En revanche, en 2019, Laurene a déclaré que les attaques de Trump contre les médias étaient « tout droit sorties du livre de jeu d’un dictateur », avant de prononcer un discours défendant le journalisme indépendant.

Enfin, il y a quelques jours, il a annoncé qu’il investirait 3,5 milliards de dollars au cours des dix prochaines années pour faire face à la crise climatique. L’argent sera versé à la Waverley Street Foundation, une organisation que Steve Jobs a créée en 2016. L’idée est de générer « des initiatives et des idées pour aider les communautés marginalisées les plus touchées par le changement climatique », en contribuant à leur « logement, transport, sécurité alimentaire et santé ».

Steve Jobs et Laurene Powell Jobs.

Laurene est dans une position privilégiée, mais elle en est consciente. En effet, pour elle, il est injuste qu’il y ait des gens qui possèdent autant de richesses alors que les autres luttent pour survivre dans une société inégalitaire. « Il n’est pas normal que des gens accumulent une énorme quantité de richesse égale à celle de millions et de millions d’autres personnes réunies. Il n’y a rien de juste là-dedans », a-t-elle déclaré au New York Times en 2020.

La philanthrope a ajouté : « J’ai hérité ma richesse de mon mari, qui ne s’est pas gêné pour l’accumuler. Je le fais en l’honneur de son travail et j’ai consacré ma vie à faire de mon mieux pour le distribuer efficacement, en aidant les gens et les communautés de manière durable. »

Ses convictions l’ont amenée à ne pas chercher à accroître sa fortune et elle a décidé de faire bon usage de son argent en essayant d’améliorer le monde. En outre, dans la même interview accordée au New York Times, Laurene a déclaré qu’elle n’était pas intéressée par la transmission de son héritage à ses enfants : « Je ne suis pas intéressée par la construction d’un héritage et mes enfants le savent. Steve n’était pas intéressé par ça. Si je vis assez longtemps, c’est fini pour moi ».

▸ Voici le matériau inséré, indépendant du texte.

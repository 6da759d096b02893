//! Core data types for taskpad.

use chrono::{DateTime, SubsecRound, Utc};
use serde::{Deserialize, Serialize};

/// Maximum number of tasks the store (and the file header) accepts.
pub const MAX_TASKS: usize = 100;

/// Maximum encoded description length in bytes.
pub const MAX_DESC_BYTES: usize = 255;

/// The unit of work tracked by the store.
#[derive(Debug, Clone, PartialEq, Eq, Serialize, Deserialize)]
pub struct Task {
    /// Positive, unique within the store.
    pub id: u32,

    /// What needs doing. Bounded to [`MAX_DESC_BYTES`] encoded bytes.
    pub description: String,

    /// Whether the task has been finished.
    pub completed: bool,

    /// Set once at creation.
    pub created_at: DateTime<Utc>,

    /// Bumped on every mutation.
    pub updated_at: DateTime<Utc>,
}

/// Clamp a description to [`MAX_DESC_BYTES`] encoded bytes, cutting at a
/// character boundary. Longer input is dropped silently; truncation is the
/// documented policy of the task file, not an error.
pub fn clip_description(input: &str) -> String {
    if input.len() <= MAX_DESC_BYTES {
        return input.to_string();
    }
    let mut end = MAX_DESC_BYTES;
    while !input.is_char_boundary(end) {
        end -= 1;
    }
    input[..end].to_string()
}

/// Current time at whole-second resolution, the resolution of the task
/// file's timestamp fields. Keeping memory at the same resolution means a
/// store always round-trips through disk unchanged.
pub fn now_secs() -> DateTime<Utc> {
    Utc::now().trunc_subsecs(0)
}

Steve Jobs a eu quatre enfants. Trois avec Laurene Powell Jobs et, avant cela, une fille avec Chrisann Brennan. Cette dernière, Lisa Brennan-Jobs (43 ans), bien qu’initialement non reconnue et en mauvais termes avec son père, a finalement été incluse dans sa succession.

Quoi qu’il en soit, il semble que les enfants de Steve Jobs n’aient pas besoin de l’immense fortune qu’il a laissée derrière lui, car chacun a bien réussi dans la voie qu’il a empruntée. Lisa a étudié à Harvard et est écrivain. Reed Paul (30 ans), qui utilise le nom de famille de sa mère, a étudié l’oncologie à Stanford. Erin Siena (25 ans) a étudié l’architecture et le design, et Eve Jobs (23 ans) étudie les sciences, la technologie et la société à Stanford, tout en étant cavalière et mannequin.

Laurene Powell Jobs, quant à elle, continuera à tenir sa parole, se consacrant à la philanthropie jusqu’à sa mort.